## DATASET ENTRIES
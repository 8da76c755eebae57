//! Error types for the export pipeline.

use std::path::PathBuf;

use mesh_io::IoError;
use thiserror::Error;

/// Failure retrieving the source text.
#[derive(Debug, Error)]
pub enum FetchError {
    /// The request could not be built, sent, or its body read.
    #[error("request to {url} failed: {source}")]
    Transport {
        /// Requested URL.
        url: String,
        /// Underlying client error.
        #[source]
        source: reqwest::Error,
    },

    /// The server answered with a non-success status.
    #[error("{url} returned HTTP {status}")]
    Status {
        /// Requested URL.
        url: String,
        /// HTTP status code.
        status: u16,
    },

    /// A local source file could not be read.
    #[error("failed to read {path}: {source}")]
    Read {
        /// Source path.
        path: PathBuf,
        /// Underlying I/O error.
        #[source]
        source: std::io::Error,
    },

    /// The content is not valid UTF-8.
    #[error("{origin} is not valid UTF-8: {source}")]
    Decode {
        /// URL or path the bytes came from.
        origin: String,
        /// Decoding error.
        #[source]
        source: std::string::FromUtf8Error,
    },
}

/// Failure in one stage of the export pipeline.
///
/// Every variant is fatal; the pipeline never retries or recovers.
#[derive(Debug, Error)]
pub enum ExportError {
    /// The source could not be retrieved. Nothing was written.
    #[error("fetch failed")]
    Fetch(#[from] FetchError),

    /// The source text is malformed. Nothing was written.
    #[error("parse failed")]
    Parse(#[source] IoError),

    /// The output file could not be written.
    #[error("write failed")]
    Write(#[source] IoError),
}
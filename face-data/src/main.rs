//! Face mesh export tool.
//!
//! With no arguments, fetches the MediaPipe canonical face model and writes
//! `js/face-data.js`:
//!
//! ```bash
//! face-data
//! face-data --input canonical_face_model.obj --format json
//! ```

use std::path::PathBuf;
use std::time::Duration;

use anyhow::{Context, Result};
use clap::{Parser, ValueEnum};
use face_data::config::{
    DEFAULT_OUTPUT_PATH, DEFAULT_SOURCE_URL, DEFAULT_TIMEOUT, ExportConfig, SourceLocation,
};
use face_data::pipeline::{Progress, export};
use mesh_io::{DEFAULT_EXPORT_NAME, LiteralSyntax, is_js_identifier};
use owo_colors::OwoColorize;
use tracing::Level;
use tracing_subscriber::FmtSubscriber;

/// Export a face mesh as a data literal
///
/// Downloads an OBJ mesh, splits quads into triangles, and writes the
/// vertex and index lists for the presentation layer.
#[derive(Parser)]
#[command(name = "face-data")]
#[command(version)]
#[command(about = "Export an OBJ face mesh as a data literal", long_about = None)]
struct Cli {
    /// OBJ URL to fetch
    #[arg(long, default_value = DEFAULT_SOURCE_URL, conflicts_with = "input")]
    url: String,

    /// Read a local OBJ file instead of fetching
    #[arg(long, value_name = "PATH")]
    input: Option<PathBuf>,

    /// Output file [default: js/face-data.<js|json>]
    #[arg(long, value_name = "PATH")]
    output: Option<PathBuf>,

    /// HTTP request timeout in seconds
    #[arg(long, default_value_t = DEFAULT_TIMEOUT.as_secs())]
    timeout_secs: u64,

    /// Output syntax
    #[arg(long, value_enum, default_value_t = Format::Js)]
    format: Format,

    /// Exported binding name (js format only)
    #[arg(long, default_value = DEFAULT_EXPORT_NAME, value_parser = parse_export_name)]
    name: String,

    /// Log level written to stderr
    #[arg(long, value_enum, default_value_t = LogLevel::Warn)]
    log_level: LogLevel,
}

#[derive(Clone, Copy, ValueEnum)]
enum Format {
    /// ES module with `export const`
    Js,
    /// Plain JSON object
    Json,
}

#[derive(Clone, Copy, ValueEnum)]
enum LogLevel {
    Trace,
    Debug,
    Info,
    Warn,
    Error,
}

impl From<LogLevel> for Level {
    fn from(level: LogLevel) -> Self {
        match level {
            LogLevel::Trace => Self::TRACE,
            LogLevel::Debug => Self::DEBUG,
            LogLevel::Info => Self::INFO,
            LogLevel::Warn => Self::WARN,
            LogLevel::Error => Self::ERROR,
        }
    }
}

impl Cli {
    fn export_config(self) -> ExportConfig {
        let syntax = match self.format {
            Format::Js => LiteralSyntax::EsModule { name: self.name },
            Format::Json => LiteralSyntax::Json,
        };
        let output = self
            .output
            .unwrap_or_else(|| PathBuf::from(DEFAULT_OUTPUT_PATH).with_extension(syntax.extension()));
        let source = match self.input {
            Some(path) => SourceLocation::File(path),
            None => SourceLocation::Url(self.url),
        };

        ExportConfig {
            source,
            output,
            timeout: Duration::from_secs(self.timeout_secs),
            syntax,
        }
    }
}

fn parse_export_name(name: &str) -> Result<String, String> {
    if is_js_identifier(name) {
        Ok(name.to_string())
    } else {
        Err(format!("{name:?} is not a valid identifier"))
    }
}

fn init_logging(level: LogLevel) -> Result<()> {
    // Logs go to stderr; stdout carries the progress lines.
    let subscriber = FmtSubscriber::builder()
        .with_max_level(Level::from(level))
        .with_target(false)
        .with_writer(std::io::stderr)
        .finish();
    tracing::subscriber::set_global_default(subscriber).context("failed to install logger")
}

fn report(progress: Progress<'_>) {
    match progress {
        Progress::Fetching { source } => println!("Fetching {source}..."),
        Progress::Parsing => println!("Parsing OBJ data..."),
        Progress::Parsed {
            vertices,
            triangles,
        } => println!("Found {vertices} vertices and {triangles} triangles."),
        Progress::Wrote { path } => {
            println!("{} Successfully wrote {}", "✓".green(), path.display());
        }
    }
}

fn main() -> Result<()> {
    let cli = Cli::parse();
    init_logging(cli.log_level)?;

    let config = cli.export_config();
    let source = config.mesh_source();
    export(&config, source.as_ref(), report).context("face mesh export failed")?;

    Ok(())
}
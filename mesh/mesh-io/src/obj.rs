//! Wavefront OBJ parsing.
//!
//! Only two record kinds are read; everything else is skipped without
//! complaint.
//!
//! ```text
//! v x y z                 – vertex position (extra components ignored)
//! f v1 v2 v3 [v4]         – face, 1-based vertex references
//! f v1/vt1/vn1 ...        – texture/normal references are dropped
//! ```
//!
//! Triangles pass through unchanged. Quads are fanned from their first
//! vertex into two triangles. Faces with any other vertex count are
//! rejected with [`IoError::UnsupportedFaceArity`] rather than guessed at.
//!
//! Any malformed number aborts the whole parse; no partial mesh is returned.
//!
//! Lines may end in `\n`, `\r\n`, or a lone `\r`. Vertical tab, form feed,
//! and the Unicode line and paragraph separators also end a line.

use std::path::Path;

use mesh_types::{FaceMesh, TaggedFace, Vertex};
use tracing::debug;

use crate::error::{IoError, IoResult};

/// Counters collected during a parse.
#[derive(Debug, Clone, Copy, Default, PartialEq, Eq)]
pub struct ObjStats {
    /// `v` records read.
    pub vertex_records: usize,
    /// `f` records read.
    pub face_records: usize,
    /// `f` records that were quads and became two triangles.
    pub quads_split: usize,
    /// Non-blank lines that were neither `v` nor `f`.
    pub ignored_lines: usize,
}

/// Parse OBJ text into a mesh.
///
/// Every face is tagged [`mesh_types::RegionTag::SKIN`].
///
/// # Errors
///
/// Returns an error if a vertex coordinate or face reference fails to parse,
/// or a face has a vertex count other than 3 or 4.
///
/// # Example
///
/// ```
/// use mesh_io::parse_obj_str;
///
/// let mesh = parse_obj_str("v 0 0 0\nv 1 0 0\nv 0 1 0\nf 1 2 3\n").unwrap();
/// assert_eq!(mesh.vertices.len(), 3);
/// assert_eq!(mesh.faces[0].to_array(), [0, 1, 2, 0]);
/// ```
pub fn parse_obj_str(text: &str) -> IoResult<FaceMesh> {
    parse_obj_with_stats(text).map(|(mesh, _)| mesh)
}

/// Parse OBJ text into a mesh, also returning record counts.
///
/// # Errors
///
/// Same as [`parse_obj_str`].
pub fn parse_obj_with_stats(text: &str) -> IoResult<(FaceMesh, ObjStats)> {
    let mut vertices = Vec::new();
    let mut faces = Vec::new();
    let mut stats = ObjStats::default();
    let mut refs: Vec<u32> = Vec::with_capacity(4);

    for (idx, raw) in source_lines(text).enumerate() {
        let line = idx + 1;
        let mut tokens = raw.split_whitespace();
        let Some(keyword) = tokens.next() else {
            continue;
        };

        match keyword {
            "v" => {
                vertices.push(parse_vertex(tokens, line)?);
                stats.vertex_records += 1;
            }
            "f" => {
                refs.clear();
                for token in tokens {
                    refs.push(parse_face_ref(token, line)?);
                }
                let triangles = triangulate(&refs).ok_or(IoError::UnsupportedFaceArity {
                    line,
                    count: refs.len(),
                })?;
                if triangles.len() == 2 {
                    stats.quads_split += 1;
                }
                faces.extend(triangles.into_iter().map(TaggedFace::untagged));
                stats.face_records += 1;
            }
            _ => stats.ignored_lines += 1,
        }
    }

    debug!(
        vertices = stats.vertex_records,
        faces = stats.face_records,
        quads = stats.quads_split,
        ignored = stats.ignored_lines,
        "Parsed OBJ text"
    );

    Ok((FaceMesh::from_parts(vertices, faces), stats))
}

/// Load and parse an OBJ file from disk.
///
/// # Errors
///
/// Returns [`IoError::FileNotFound`] if the path does not exist, an I/O error
/// if it cannot be read as UTF-8, or any error from [`parse_obj_str`].
pub fn load_obj<P: AsRef<Path>>(path: P) -> IoResult<FaceMesh> {
    let path = path.as_ref();
    let text = std::fs::read_to_string(path).map_err(|e| {
        if e.kind() == std::io::ErrorKind::NotFound {
            IoError::FileNotFound {
                path: path.to_path_buf(),
            }
        } else {
            IoError::Io(e)
        }
    })?;
    parse_obj_str(&text)
}

/// Split a quad `[a, b, c, d]` into `[a, b, c]` and `[a, c, d]`.
///
/// Both triangles share the diagonal `a-c` and keep the quad's winding.
///
/// # Example
///
/// ```
/// use mesh_io::fan_quad;
///
/// assert_eq!(fan_quad([0, 1, 2, 3]), [[0, 1, 2], [0, 2, 3]]);
/// ```
#[inline]
#[must_use]
pub const fn fan_quad([a, b, c, d]: [u32; 4]) -> [[u32; 3]; 2] {
    [[a, b, c], [a, c, d]]
}

/// Triangulate a face given its zero-based vertex references.
///
/// Returns `None` for faces with fewer than 3 or more than 4 references.
#[must_use]
pub fn triangulate(refs: &[u32]) -> Option<Vec<[u32; 3]>> {
    match *refs {
        [a, b, c] => Some(vec![[a, b, c]]),
        [a, b, c, d] => Some(fan_quad([a, b, c, d]).to_vec()),
        _ => None,
    }
}

/// Split text into lines, counting `\r\n` as a single break.
fn source_lines(text: &str) -> impl Iterator<Item = &str> {
    text.split('\n')
        .flat_map(|line| line.strip_suffix('\r').unwrap_or(line).split(is_line_break))
}

const fn is_line_break(c: char) -> bool {
    matches!(
        c,
        '\r' | '\x0b' | '\x0c' | '\x1c' | '\x1d' | '\x1e' | '\u{85}' | '\u{2028}' | '\u{2029}'
    )
}

/// Parse the coordinates that follow a `v` keyword.
fn parse_vertex<'a>(mut tokens: impl Iterator<Item = &'a str>, line: usize) -> IoResult<Vertex> {
    let mut coords = [0.0_f64; 3];
    for (found, slot) in coords.iter_mut().enumerate() {
        let token = tokens
            .next()
            .ok_or(IoError::MissingCoordinate { line, found })?;
        *slot = parse_coord(token, line)?;
    }
    Ok(Vertex::from(coords))
}

fn parse_coord(token: &str, line: usize) -> IoResult<f64> {
    token
        .parse::<f64>()
        .ok()
        .filter(|c| c.is_finite())
        .ok_or_else(|| IoError::InvalidFloat {
            line,
            token: token.to_string(),
        })
}

/// Parse one face-vertex reference (`v`, `v/vt`, `v//vn`, `v/vt/vn`) into a
/// zero-based vertex index.
fn parse_face_ref(token: &str, line: usize) -> IoResult<u32> {
    let head = token.split_once('/').map_or(token, |(head, _)| head);
    head.parse::<u32>()
        .ok()
        .and_then(|one_based| one_based.checked_sub(1))
        .ok_or_else(|| IoError::InvalidIndex {
            line,
            token: token.to_string(),
        })
}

## WORK ORDER
The word is "IoResult". Copy every line above where it appears.

## SOLUTION TO THIS EXERCISE
use crate::error::{IoError, IoResult};
pub fn parse_obj_str(text: &str) -> IoResult<FaceMesh> {
pub fn parse_obj_with_stats(text: &str) -> IoResult<(FaceMesh, ObjStats)> {
pub fn load_obj<P: AsRef<Path>>(path: P) -> IoResult<FaceMesh> {
fn parse_vertex<'a>(mut tokens: impl Iterator<Item = &'a str>, line: usize) -> IoResult<Vertex> {
fn parse_coord(token: &str, line: usize) -> IoResult<f64> {
fn parse_face_ref(token: &str, line: usize) -> IoResult<u32> {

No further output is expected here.